Staff to Child Ratios for Day Nurseries

Young children require a great deal of attention and interaction with responsible, involved carers, so laws have been put in place in order to help ensure their welfare and safety. Current standards call for the following child/staff ratios for day nurseries:
  • Children Under 2 -- 3:1 If there are an abundance of young babies in a group at any given time, the ratio may be adjusted to 2:1.
  • Two-Year-Olds - 4:1
  • Three to Seven-Year-Olds - 8:1
Other types of child care services, such as childminders and pre-schools, may have different requirements, but all varieties of registered care centres are under an obligation to provide proper staff coverage during al hours of operation. All facilities are subject to inspections without prior notification, so it is vital that nursery owners see to it that their centres are always appropriately staffed.

Hiring Part Time Staff for Day Nurseries

Day nurseries can get quite busy at times and it may be beneficial for owners to employ some part time help to provide extra coverage during certain hours of the day so that the business always runs smoothly. These same helpers may be offered additional hours to cover the holidays and sick time for permanent, full time employees, as well. Such employment may work well for university students who are studying to become early childhood educators, giving them useful, hands-on experience whilst providing a valuable, yet affordable solution for day nursery owners. By law, at least half of the staff at day nurseries must be qualified in an early years discipline, but the remainder of the employees have no such requirement.

Overstaffing to Ensure Ample Coverage

One obvious solution to the problem of possible understaffing due to holidays and employee sick time is for nurseries to regularly maintain a higher ratio of staff members to children than what is required in accordance with current child care laws. While this is certain to increase business expenses for the nursery, hiring additional employees may be considered an attractive benefit for parents who are weighing their child care options. Additional permanent staff means more one-on-one attention for each child, so in areas where finances permit it, parents may be willing to pay higher fees in order to ensure that their children get the uppermost in quality care.
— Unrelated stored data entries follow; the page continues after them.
//! Global process-pressure monitor
//!
//! Watches the combined memory footprint of every host agent process on the
//! machine and nudges the agent (through reminders appended to tool output)
//! when it gets too high. Sampling is gated by elapsed tool calls rather than
//! wall-clock time, so behaviour under test is deterministic.
//!
//! Sustained critical pressure escalates: after `criticalPauseAfterEvents`
//! critical samples inside the sliding window the session's continuation
//! loop is paused through the stop guard, and after
//! `criticalEscalationAfterEvents` a stronger remediation notice is shown.

mod sampler;

pub use sampler::{parse_ps_output, ProcessPressureSample, ProcessSampler, PsSampler};

use async_trait::async_trait;
use hookgate_core::config::ProcessPressureConfig;
use hookgate_core::{
    AuditEntry, AuditLog, AuditStage, Notice, NoticeLevel, Result, ToolAfterOutput, ToolInput,
};
use std::collections::VecDeque;
use std::sync::{Arc, Mutex, PoisonError};
use tracing::{debug, info, warn};

use crate::autopilot::LoopStateStore;
use crate::hooks::{FailurePolicy, Hook, HookEvent};
use crate::host::HostClient;
use crate::state_store::{cooled_down, BoundedSessionMap};
use crate::stop_guard::StopGuard;

pub const PROCESS_PRESSURE_HOOK_ID: &str = "process-pressure-monitor";
const PROCESS_PRESSURE_PRIORITY: i32 = 60;
/// Advisory monitor
const PROCESS_PRESSURE_FAILURE_POLICY: FailurePolicy = FailurePolicy::FailOpen;

/// Severity of a sample against the configured thresholds
#[derive(Debug, Clone, Copy, PartialEq, Eq, PartialOrd, Ord)]
pub enum PressureLevel {
    Normal,
    Warning,
    Critical,
}

impl PressureLevel {
    pub fn classify(sample: &ProcessPressureSample, config: &ProcessPressureConfig) -> Self {
        if sample.total_rss_mb >= config.critical_max_rss_mb {
            Self::Critical
        } else if sample.total_rss_mb >= config.warning_max_rss_mb
            || sample.process_count >= config.warning_opencode_processes
        {
            Self::Warning
        } else {
            Self::Normal
        }
    }
}

/// What one observation asks the hook to do
#[derive(Debug, Clone, Copy, Default, PartialEq, Eq)]
struct PressureActions {
    reminder: Option<PressureLevel>,
    pause: bool,
    escalate: bool,
    critical_events: usize,
}

/// Per-session counters, all measured in tool calls
#[derive(Debug, Default)]
struct PressureCounters {
    tool_calls: u64,
    last_check_at: Option<u64>,
    last_reminder_at: Option<u64>,
    last_critical_reminder_at: Option<u64>,
    critical_events: VecDeque<u64>,
    escalated: bool,
}

impl PressureCounters {
    /// Count a tool call; returns true if a sample is due
    fn tick(&mut self, sample_cooldown: u64) -> bool {
        self.tool_calls += 1;
        if cooled_down(self.last_check_at, self.tool_calls, sample_cooldown) {
            self.last_check_at = Some(self.tool_calls);
            true
        } else {
            false
        }
    }

    /// Fold one classified sample into the counters
    fn observe(&mut self, level: PressureLevel, config: &ProcessPressureConfig) -> PressureActions {
        let now = self.tool_calls;
        let window = config.critical_escalation_window_tool_calls;
        while let Some(&oldest) = self.critical_events.front() {
            if now.saturating_sub(oldest) >= window {
                self.critical_events.pop_front();
            } else {
                break;
            }
        }

        let mut actions = PressureActions::default();
        match level {
            PressureLevel::Normal => {}
            PressureLevel::Warning => {
                if cooled_down(
                    self.last_reminder_at,
                    now,
                    config.reminder_cooldown_tool_calls,
                ) {
                    self.last_reminder_at = Some(now);
                    actions.reminder = Some(PressureLevel::Warning);
                }
            }
            PressureLevel::Critical => {
                self.critical_events.push_back(now);
                if cooled_down(
                    self.last_critical_reminder_at,
                    now,
                    config.critical_reminder_cooldown_tool_calls,
                ) {
                    self.last_critical_reminder_at = Some(now);
                    actions.reminder = Some(PressureLevel::Critical);
                }
            }
        }

        let events = self.critical_events.len();
        actions.critical_events = events;
        if events < config.critical_escalation_after_events as usize {
            self.escalated = false;
        }
        if level == PressureLevel::Critical {
            actions.pause = events >= config.critical_pause_after_events as usize;
            if events >= config.critical_escalation_after_events as usize && !self.escalated {
                self.escalated = true;
                actions.escalate = true;
            }
        }
        actions
    }
}

/// Hook sampling process pressure after tool calls
pub struct ProcessPressureHook {
    config: ProcessPressureConfig,
    sampler: Arc<dyn ProcessSampler>,
    host: Arc<dyn HostClient>,
    guard: Arc<StopGuard>,
    loop_state: Arc<LoopStateStore>,
    audit: AuditLog,
    sessions: Mutex<BoundedSessionMap<PressureCounters>>,
}

impl ProcessPressureHook {
    pub fn new(
        config: ProcessPressureConfig,
        sampler: Arc<dyn ProcessSampler>,
        host: Arc<dyn HostClient>,
        guard: Arc<StopGuard>,
        loop_state: Arc<LoopStateStore>,
        audit: AuditLog,
    ) -> Self {
        let capacity = config.max_session_state_entries as usize;
        Self {
            config,
            sampler,
            host,
            guard,
            loop_state,
            audit,
            sessions: Mutex::new(BoundedSessionMap::new(capacity)),
        }
    }

    fn with_counters<T>(&self, session_id: &str, f: impl FnOnce(&mut PressureCounters) -> T) -> T {
        let mut sessions = self.sessions.lock().unwrap_or_else(PoisonError::into_inner);
        f(sessions.entry(session_id))
    }

    /// Number of sessions currently tracked
    pub fn tracked_sessions(&self) -> usize {
        self.sessions
            .lock()
            .unwrap_or_else(PoisonError::into_inner)
            .len()
    }

    async fn record(&self, stage: AuditStage, reason: &str, session_id: &str) {
        self.audit
            .record(
                AuditEntry::new(PROCESS_PRESSURE_HOOK_ID, stage, reason)
                    .event("tool.execute.after")
                    .session(session_id),
            )
            .await;
    }

    async fn on_tool_after(&self, input: &ToolInput, output: &mut ToolAfterOutput) -> Result<()> {
        let session_id = input.session_id.as_str();
        if session_id.is_empty() {
            return Ok(());
        }

        let cooldown = self.config.sample_cooldown_tool_calls;
        if !self.with_counters(session_id, |c| c.tick(cooldown)) {
            return Ok(());
        }

        let sample = match self.sampler.sample().await {
            Ok(sample) => sample,
            Err(e) => {
                warn!("Process sampling failed: {}", e);
                self.record(AuditStage::Skip, "sampler_failed", session_id).await;
                return Ok(());
            }
        };

        let level = PressureLevel::classify(&sample, &self.config);
        debug!(
            "Process pressure for {}: {:?} ({:?})",
            session_id, level, sample
        );
        let actions = self.with_counters(session_id, |c| c.observe(level, &self.config));

        match actions.reminder {
            Some(PressureLevel::Warning) => {
                output.append_reminder(&self.warning_reminder(&sample));
                self.record(AuditStage::Inject, "pressure_warning", session_id).await;
            }
            Some(PressureLevel::Critical) => {
                output.append_reminder(&self.critical_reminder(&sample));
                self.record(AuditStage::Inject, "pressure_critical", session_id).await;
            }
            _ => {}
        }

        if actions.pause
            && self.config.auto_pause
            && self.owns_loop(session_id).await
            && self.guard.stop(session_id)
        {
            info!(
                "Auto-paused continuation for {} under memory pressure",
                session_id
            );
            output.append_reminder(
                "[AUTOPILOT PAUSED]\nContinuation is paused for this session because memory \
                 pressure stayed critical. Send a message to resume.",
            );
            self.record(AuditStage::State, "auto_paused", session_id).await;
            self.notify(
                session_id,
                "Autopilot paused",
                format!("Sustained memory pressure: {} MB RSS", sample.total_rss_mb),
                NoticeLevel::Warning,
            )
            .await;
        }

        if actions.escalate {
            warn!(
                "Process pressure escalated for {}: {} critical samples",
                session_id, actions.critical_events
            );
            output.append_reminder(&self.escalation_notice(actions.critical_events));
            self.record(AuditStage::State, "pressure_escalated", session_id).await;
            self.notify(
                session_id,
                "Memory pressure critical",
                format!(
                    "{} critical samples within {} tool calls; close other agent sessions",
                    actions.critical_events, self.config.critical_escalation_window_tool_calls
                ),
                NoticeLevel::Error,
            )
            .await;
        }

        Ok(())
    }

    /// Whether an active continuation loop belongs to the session
    async fn owns_loop(&self, session_id: &str) -> bool {
        let reason = match self.loop_state.load().await {
            Ok(Some(state)) if state.belongs_to(session_id) => return true,
            Ok(_) => "no_active_loop",
            Err(e) => {
                warn!("Loop state unavailable, not pausing {}: {}", session_id, e);
                "state_unavailable"
            }
        };
        debug!("Auto-pause skipped for {}: {}", session_id, reason);
        self.record(AuditStage::Skip, reason, session_id).await;
        false
    }

    async fn notify(&self, session_id: &str, title: &str, message: String, level: NoticeLevel) {
        let notice = Notice::new(title, message, level).for_session(session_id);
        if let Err(e) = self.host.notify(notice).await {
            warn!("Pressure notification failed: {}", e);
        }
    }

    fn warning_reminder(&self, sample: &ProcessPressureSample) -> String {
        format!(
            "[PROCESS PRESSURE WARNING]\n{} agent processes are using {} MB RSS \
             (warning at {} MB or {} processes). Avoid starting new background \
             sessions and close idle ones.",
            sample.process_count,
            sample.total_rss_mb,
            self.config.warning_max_rss_mb,
            self.config.warning_opencode_processes
        )
    }

    fn critical_reminder(&self, sample: &ProcessPressureSample) -> String {
        format!(
            "[PROCESS PRESSURE CRITICAL]\n{} agent processes are using {} MB RSS \
             (critical at {} MB). Finish the current step, then stop launching \
             subagents or long-running commands until memory is released.",
            sample.process_count, sample.total_rss_mb, self.config.critical_max_rss_mb
        )
    }

    fn escalation_notice(&self, events: usize) -> String {
        format!(
            "[PROCESS PRESSURE ESCALATION]\n{} critical samples in the last {} tool calls. \
             Save your work and ask the operator to close other agent sessions before \
             continuing.",
            events, self.config.critical_escalation_window_tool_calls
        )
    }
}

#[async_trait]
impl Hook for ProcessPressureHook {
    fn id(&self) -> &str {
        PROCESS_PRESSURE_HOOK_ID
    }

    fn priority(&self) -> i32 {
        PROCESS_PRESSURE_PRIORITY
    }

    fn failure_policy(&self) -> FailurePolicy {
        PROCESS_PRESSURE_FAILURE_POLICY
    }

    async fn handle(&self, event: &mut HookEvent<'_>) -> Result<()> {
        match event {
            HookEvent::ToolAfter { input, output } => self.on_tool_after(input, output).await,
            HookEvent::Lifecycle(lifecycle) if lifecycle.event_type == "session.deleted" => {
                if let Some(session_id) = lifecycle.session_id() {
                    self.sessions
                        .lock()
                        .unwrap_or_else(PoisonError::into_inner)
                        .remove(session_id);
                }
                Ok(())
            }
            _ => Ok(()),
        }
    }
}
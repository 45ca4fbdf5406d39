//! Unified error types for Hookgate

use thiserror::Error;

/// Unified error type for all Hookgate operations
#[derive(Error, Debug)]
pub enum HookgateError {
    /// A guard hook refused the underlying action. The message is surfaced
    /// to the operator verbatim.
    #[error("{message}")]
    Blocked { hook: String, message: String },

    // Host errors
    #[error("Host call failed: {0}")]
    Host(String),

    // Sampling errors
    #[error("Process sampling failed: {0}")]
    Sampler(String),

    #[error("Operation timed out: {0}")]
    Timeout(String),

    // State errors
    #[error("State error: {0}")]
    State(String),

    // Contract errors
    #[error("Unsupported protocol version {found} (expected {expected})")]
    ProtocolVersion { found: u32, expected: u32 },

    #[error("Invalid payload: {0}")]
    InvalidPayload(String),

    // I/O errors
    #[error("I/O error: {0}")]
    Io(#[from] std::io::Error),

    #[error("Serialization error: {0}")]
    Serialization(#[from] serde_json::Error),

    // Generic
    #[error("{0}")]
    Other(String),
}

impl HookgateError {
    /// Build a policy violation raised by `hook`
    pub fn blocked(hook: impl Into<String>, message: impl Into<String>) -> Self {
        Self::Blocked {
            hook: hook.into(),
            message: message.into(),
        }
    }

    /// Whether this error is a deliberate policy block
    pub fn is_blocked(&self) -> bool {
        matches!(self, Self::Blocked { .. })
    }
}

/// Result type alias using HookgateError
pub type Result<T> = std::result::Result<T, HookgateError>;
Minimising Absenteeism in Day Nursery Staff

Nurseries that are operating at just the required child/staff ratios can find themselves in quite a bind on days when, as is bound to happen, an employee or two calls in sick. While everyone will occasionally get sick, oftentimes employee time off is more related to their unhappiness at work rather than not being able to come in because of illness or injury, so creating a cheerful work environment that promotes the feeling that employees are valued and appreciated is likely to minimise unnecessary absenteeism.

Employee incentives for attendance can improve morale and discourage employees from calling off of work except when absolutely necessary. Year-end or quarterly bonuses that are based, at least partially, on attendance can help, as can programmes such as "employee of the month" that give recognition to dedicated workers. While there is some cost involved in providing employee incentives for good attendance, they are usually less expensive than hiring additional staff to provide overlap coverage.